De toute évidence il n’avait
pas subi de violences et il ne portait aucune blessure physique.
Mais à l’enquête Barrymore fit une déposition inexacte. Il déclara
qu’autour du cadavre il n’y avait aucune trace sur le sol. Il n’en
avait remarqué aucune. Moi j’en ai vu : à une courte distance,
mais fraîches et nettes.
– Des traces de pas ?
– Des traces de pas.
– D’un homme ou d’une femme ? »
Le docteur Mortimer nous dévisagea d’un regard étrange avant de
répondre dans un chuchotement :
« Monsieur Holmes, les empreintes étaient celles d’un chien
gigantesque ! »
Chapitre 3
Le problème
J’avoue qu’à ces mots je ne pus réprimer un frisson. La voix du
médecin avait tremblé ; sa confidence l’avait profondément
remué. Très excité, Holmes se pencha en avant ; son regard
brillait d’une lueur dure, aiguë, que je lui connaissais bien.
« Vous avez vu cela ?
– Aussi nettement que je vous vois.
– Et vous n’avez rien dit ?
– À quoi bon ?
– Comment se fait-il que personne d’autre ne l’ait
vu ?
– Les empreintes se trouvaient à une vingtaine de mètres du
corps ; personne ne s’en est soucié. Si je n’avais pas connu
la légende, je ne m’en serais pas soucié davantage.
– Y a-t-il beaucoup de chiens de berger sur la
lande ?
– Bien sûr ! Mais ce n’était pas un chien de
berger.
– Vous dites qu’il était gros ?
– Énorme !
– Mais il ne s’est pas approché du corps ?
– Non.
– Quelle sorte de nuit était-ce ?
– Humide et froide.
– Il ne pleuvait pas ?
– Non.
– À quoi ressemble l’allée ?
– Elle s’étend entre deux rangées de vieux ifs taillés en
haie ; quatre mètres de haut ; impénétrables. L’allée par
elle-même a deux mètres cinquante de large environ.
– Il n’y a rien entre les haies et l’allée ?

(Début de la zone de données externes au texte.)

//! Eviction policy for the buffer pool.
//!
//! - [`LruKReplacer`] - evicts the frame with the largest backward k-distance

mod lru_k;

pub use lru_k::LruKReplacer;
//! Promise bridge: results of asynchronous native operations.
//!
//! A [`Promise`] owns the native promise handle plus a completion signal fed
//! by a native `on_done` listener. Polls never block; [`Promise::wait`],
//! [`Promise::result`] and [`Promise::results`] block until the promise is
//! terminal. Deadlines are composed by the caller around
//! [`Promise::done_signal`].

use std::ffi::{c_int, c_void};

use crossbeam_channel::{Receiver, Sender, bounded};
use mdb_core::types::MarketEvent;
use mdb_core::{BridgeError, Result};
use tracing::{debug, trace};

use crate::ffi::{NativeApi, NativePromise, NativeThread};
use crate::handle::{NativeEvent, NativeEventList, NativeHandle, PromiseKind};
use crate::isolate::{Isolate, ThreadContext};

type Query = unsafe extern "C" fn(*mut NativeThread, *mut NativePromise) -> c_int;

/// Observable promise state.
#[derive(Debug, Clone, Copy, PartialEq, Eq)]
pub enum PromiseState {
    Pending,
    Completed,
    Failed,
    Cancelled,
}

impl PromiseState {
    pub fn is_terminal(self) -> bool {
        self != Self::Pending
    }
}

/// Native completion listener. `user_data` is a boxed `Sender<()>` that is
/// consumed here; the runtime calls the listener exactly once.
unsafe extern "C" fn on_done(
    _thread: *mut NativeThread,
    promise: *mut NativePromise,
    user_data: *mut c_void,
) {
    // SAFETY: user_data was produced by Box::into_raw in Promise::from_raw.
    let tx = unsafe { Box::from_raw(user_data as *mut Sender<()>) };
    let _ = tx.try_send(());
    trace!("promise {promise:p} signalled done");
}

pub struct Promise {
    handle: NativeHandle<PromiseKind>,
    done_rx: Receiver<()>,
}

impl Promise {
    /// Adopt a runtime-created promise and register the completion listener.
    pub fn from_raw(ctx: &ThreadContext<'_>, raw: *mut NativePromise) -> Result<Self> {
        let handle = NativeHandle::<PromiseKind>::adopt(ctx, raw)?;
        let (done_tx, done_rx) = bounded(1);
        let user_data = Box::into_raw(Box::new(done_tx)) as *mut c_void;
        // SAFETY: the handle is live; the listener owns user_data from here on.
        let raw = handle.get()?;
        let status = unsafe { (ctx.api().promise_on_done)(ctx.raw(), raw, on_done, user_data) };
        if let Err(e) = ctx.check_status(status) {
            // Registration failed, so the listener will never run.
            drop(unsafe { Box::from_raw(user_data as *mut Sender<()>) });
            return Err(e);
        }
        Ok(Self { handle, done_rx })
    }

    pub fn isolate(&self) -> &Isolate {
        self.handle.isolate()
    }

    fn query(&self, pick: fn(&NativeApi) -> Query) -> Result<bool> {
        let raw = self.handle.get()?;
        let ctx = self.isolate().current_thread()?;
        // SAFETY: token and promise are live.
        let status = unsafe { pick(ctx.api())(ctx.raw(), raw) };
        ctx.check_flag(status)
    }

    pub fn is_done(&self) -> Result<bool> {
        self.query(|api| api.promise_is_done)
    }

    pub fn has_result(&self) -> Result<bool> {
        self.query(|api| api.promise_has_result)
    }

    pub fn has_exception(&self) -> Result<bool> {
        self.query(|api| api.promise_has_exception)
    }

    pub fn is_cancelled(&self) -> Result<bool> {
        self.query(|api| api.promise_is_cancelled)
    }

    pub fn state(&self) -> Result<PromiseState> {
        Ok(if !self.is_done()? {
            PromiseState::Pending
        } else if self.has_exception()? {
            PromiseState::Failed
        } else if self.is_cancelled()? {
            PromiseState::Cancelled
        } else {
            PromiseState::Completed
        })
    }

    /// Block until the promise is terminal. Returns at once if it already is.
    pub fn wait(&self) -> Result<()> {
        if self.is_done()? {
            return Ok(());
        }
        // A disconnect means the listener ran and someone else took the signal.
        let _ = self.done_rx.recv();
        Ok(())
    }

    /// Receiver that becomes ready when the promise turns terminal.
    ///
    /// The signal is delivered once across all clones; pair it with
    /// [`Promise::is_done`] when several waiters share a promise.
    pub fn done_signal(&self) -> Receiver<()> {
        self.done_rx.clone()
    }

    /// Wait, then return the single event result.
    pub fn result(&self) -> Result<MarketEvent> {
        self.wait()?;
        let raw = self.handle.get()?;
        let ctx = self.isolate().current_thread()?;
        if !self.has_result()? {
            return Err(self.terminal_error(&ctx, raw)?);
        }
        // SAFETY: the promise holds a result.
        let ptr = unsafe { (ctx.api().promise_result)(ctx.raw(), raw) };
        let event = NativeEvent::adopt(&ctx, ptr)?;
        self.isolate().events().decode_native(event)
    }

    /// Wait, then return the event list result in runtime order.
    pub fn results(&self) -> Result<Vec<MarketEvent>> {
        self.wait()?;
        let raw = self.handle.get()?;
        let ctx = self.isolate().current_thread()?;
        if !self.has_result()? {
            return Err(self.terminal_error(&ctx, raw)?);
        }
        let ptr = unsafe { (ctx.api().promise_results)(ctx.raw(), raw) };
        let events = NativeEventList::adopt(&ctx, ptr)?;
        self.isolate().events().decode_native_list(events)
    }

    /// Error for a terminal promise without a result.
    fn terminal_error(
        &self,
        ctx: &ThreadContext<'_>,
        raw: *mut NativePromise,
    ) -> Result<BridgeError> {
        if self.has_exception()? {
            let record = unsafe { (ctx.api().promise_exception)(ctx.raw(), raw) };
            let record = ctx.check_ptr(record, "promise exception")?;
            return Ok(BridgeError::PromiseFailure(ctx.adopt_exception(record)));
        }
        if self.is_cancelled()? {
            return Ok(BridgeError::PromiseCancelled);
        }
        Ok(BridgeError::MarshalingFailure(
            "promise completed without a result".into(),
        ))
    }

    /// Request cancellation. Has no effect on a promise that is already done.
    pub fn cancel(&self) -> Result<()> {
        let raw = self.handle.get()?;
        let ctx = self.isolate().current_thread()?;
        let status = unsafe { (ctx.api().promise_cancel)(ctx.raw(), raw) };
        ctx.check_status(status)?;
        debug!("cancel requested for promise {raw:p}");
        Ok(())
    }

    /// Release the native promise now, whatever its state. Never waits.
    pub fn dispose(mut self) -> Result<()> {
        self.handle.release()
    }
}

impl std::fmt::Debug for Promise {
    fn fmt(&self, f: &mut std::fmt::Formatter<'_>) -> std::fmt::Result {
        f.debug_struct("Promise").field("handle", &self.handle).finish()
    }
}
//! Market events — the payloads that cross the native boundary.
//!
//! Every event starts with the same header (event symbol and event time in
//! milliseconds) followed by kind-specific fields. Floating-point fields are
//! carried bit-exact through the codecs; `NaN` is a legitimate "no value"
//! marker and must survive a round trip.

use std::fmt;

use serde::{Deserialize, Serialize};

use super::enums::{EventKind, Side};

// ---------------------------------------------------------------------------
// Quote
// ---------------------------------------------------------------------------

/// Best bid and offer.
#[derive(Debug, Clone, PartialEq, Default, Serialize, Deserialize)]
pub struct Quote {
    pub event_symbol: String,
    pub event_time: i64,
    pub time_millis_sequence: i32,
    pub time_nano_part: i32,
    pub bid_time: i64,
    pub bid_exchange_code: i16,
    pub bid_price: f64,
    pub bid_size: f64,
    pub ask_time: i64,
    pub ask_exchange_code: i16,
    pub ask_price: f64,
    pub ask_size: f64,
}

impl Quote {
    pub fn new(event_symbol: impl Into<String>) -> Self {
        Self {
            event_symbol: event_symbol.into(),
            bid_price: f64::NAN,
            bid_size: f64::NAN,
            ask_price: f64::NAN,
            ask_size: f64::NAN,
            ..Default::default()
        }
    }
}

// ---------------------------------------------------------------------------
// Trade
// ---------------------------------------------------------------------------

/// Last trade.
#[derive(Debug, Clone, PartialEq, Default, Serialize, Deserialize)]
pub struct Trade {
    pub event_symbol: String,
    pub event_time: i64,
    pub time_sequence: i64,
    pub time_nano_part: i32,
    pub exchange_code: i16,
    pub price: f64,
    pub change: f64,
    pub size: f64,
    pub day_id: i32,
    pub day_volume: f64,
    pub day_turnover: f64,
    pub flags: i32,
}

// ---------------------------------------------------------------------------
// Summary
// ---------------------------------------------------------------------------

/// Daily summary.
#[derive(Debug, Clone, PartialEq, Default, Serialize, Deserialize)]
pub struct Summary {
    pub event_symbol: String,
    pub event_time: i64,
    pub day_id: i32,
    pub day_open_price: f64,
    pub day_high_price: f64,
    pub day_low_price: f64,
    pub day_close_price: f64,
    pub prev_day_id: i32,
    pub prev_day_close_price: f64,
    pub prev_day_volume: f64,
    pub open_interest: i64,
    pub flags: i32,
}

// ---------------------------------------------------------------------------
// Order
// ---------------------------------------------------------------------------

/// One order in an order book.
///
/// The source id lives in the high 16 bits of `index` and the side in bits
/// 2..3 of `flags`, exactly as the native runtime packs them.
#[derive(Debug, Clone, PartialEq, Default, Serialize, Deserialize)]
pub struct Order {
    pub event_symbol: String,
    pub event_time: i64,
    pub event_flags: i32,
    pub index: i64,
    pub time_sequence: i64,
    pub time_nano_part: i32,
    pub order_id: i64,
    pub price: f64,
    pub size: f64,
    pub executed_size: f64,
    pub count: i64,
    pub flags: i32,
    pub market_maker: Option<String>,
}

impl Order {
    const SOURCE_SHIFT: u32 = 48;

    /// Source id packed into the index.
    pub fn source_id(&self) -> i32 {
        (self.index >> Self::SOURCE_SHIFT) as i32
    }

    /// Build an index from a source id and a per-source order index.
    pub fn compose_index(source_id: i32, local_index: i64) -> i64 {
        ((source_id as i64) << Self::SOURCE_SHIFT) | (local_index & ((1 << Self::SOURCE_SHIFT) - 1))
    }

    pub fn side(&self) -> Side {
        Side::from_flags(self.flags)
    }

    pub fn set_side(&mut self, side: Side) {
        self.flags = side.apply_to_flags(self.flags);
    }
}

// ---------------------------------------------------------------------------
// Candle
// ---------------------------------------------------------------------------

/// OHLC candle. `event_symbol` holds the candle symbol text form.
#[derive(Debug, Clone, PartialEq, Default, Serialize, Deserialize)]
pub struct Candle {
    pub event_symbol: String,
    pub event_time: i64,
    pub event_flags: i32,
    pub index: i64,
    pub count: i64,
    pub open: f64,
    pub high: f64,
    pub low: f64,
    pub close: f64,
    pub volume: f64,
    pub vwap: f64,
    pub bid_volume: f64,
    pub ask_volume: f64,
    pub imp_volatility: f64,
    pub open_interest: f64,
}

// ---------------------------------------------------------------------------
// MarketEvent — tagged union
// ---------------------------------------------------------------------------

/// A tagged union of all built-in market event kinds.
#[derive(Debug, Clone, PartialEq, Serialize, Deserialize)]
pub enum MarketEvent {
    Quote(Quote),
    Trade(Trade),
    Summary(Summary),
    Order(Order),
    Candle(Candle),
}

impl MarketEvent {
    pub fn kind(&self) -> EventKind {
        match self {
            Self::Quote(_) => EventKind::Quote,
            Self::Trade(_) => EventKind::Trade,
            Self::Summary(_) => EventKind::Summary,
            Self::Order(_) => EventKind::Order,
            Self::Candle(_) => EventKind::Candle,
        }
    }

    pub fn event_symbol(&self) -> &str {
        match self {
            Self::Quote(e) => &e.event_symbol,
            Self::Trade(e) => &e.event_symbol,
            Self::Summary(e) => &e.event_symbol,
            Self::Order(e) => &e.event_symbol,
            Self::Candle(e) => &e.event_symbol,
        }
    }

    pub fn event_time(&self) -> i64 {
        match self {
            Self::Quote(e) => e.event_time,
            Self::Trade(e) => e.event_time,
            Self::Summary(e) => e.event_time,
            Self::Order(e) => e.event_time,
            Self::Candle(e) => e.event_time,
        }
    }
}

impl From<Quote> for MarketEvent {
    fn from(e: Quote) -> Self {
        Self::Quote(e)
    }
}

impl From<Trade> for MarketEvent {
    fn from(e: Trade) -> Self {
        Self::Trade(e)
    }
}

impl From<Summary> for MarketEvent {
    fn from(e: Summary) -> Self {
        Self::Summary(e)
    }
}

impl From<Order> for MarketEvent {
    fn from(e: Order) -> Self {
        Self::Order(e)
    }
}

impl From<Candle> for MarketEvent {
    fn from(e: Candle) -> Self {
        Self::Candle(e)
    }
}

// ---------------------------------------------------------------------------
// Display impls
// ---------------------------------------------------------------------------

impl fmt::Display for MarketEvent {
    fn fmt(&self, f: &mut fmt::Formatter<'_>) -> fmt::Result {
        match self {
            Self::Quote(q) => write!(
                f,
                "Quote({} bid={}x{} ask={}x{})",
                q.event_symbol, q.bid_price, q.bid_size, q.ask_price, q.ask_size
            ),
            Self::Trade(t) => write!(
                f,
                "Trade({} {}x{} day_vol={})",
                t.event_symbol, t.price, t.size, t.day_volume
            ),
            Self::Summary(s) => write!(
                f,
                "Summary({} day={} o={} h={} l={} c={} oi={})",
                s.event_symbol,
                s.day_id,
                s.day_open_price,
                s.day_high_price,
                s.day_low_price,
                s.day_close_price,
                s.open_interest
            ),
            Self::Order(o) => write!(
                f,
                "Order({} {:?} {}x{} index={:#x} source={})",
                o.event_symbol,
                o.side(),
                o.price,
                o.size,
                o.index,
                o.source_id()
            ),
            Self::Candle(c) => write!(
                f,
                "Candle({} o={} h={} l={} c={} v={})",
                c.event_symbol, c.open, c.high, c.low, c.close, c.volume
            ),
        }
    }
}
//! Managed data model exchanged with the native runtime.
//!
//! These are plain owned Rust values. Their native counterparts are the
//! `#[repr(C)]` records in `mdb_bridge::ffi`; the codecs in `mdb-bridge`
//! translate between the two.

pub mod enums;
pub mod events;
pub mod symbol;

pub use enums::*;
pub use events::*;
pub use symbol::*;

– Si : une bordure de gazon de chaque côté, près de
deux mètres de large.
– J’ai cru comprendre qu’en un endroit la haie d’ifs est
coupée par une porte ?
– Oui. Une porte à claire-voie qui ouvre sur la lande.
– Pas d’autre porte ?
– Aucune.
– Si bien que pour pénétrer dans l’allée des ifs, n’importe
qui doit la descendre en venant de la maison ou passer par la porte
à claire-voie ?
– À l’autre extrémité il existe une sortie par un
pavillon.
– Sir Charles l’avait-il atteint ?
– Non. Il s’en fallait d’une cinquantaine de mètres.
– À présent dites-moi, docteur Mortimer, et ceci est
important : les empreintes que vous avez vues se trouvaient
sur l’allée et non sur le gazon ?
– Aucune empreinte n’était visible sur le gazon.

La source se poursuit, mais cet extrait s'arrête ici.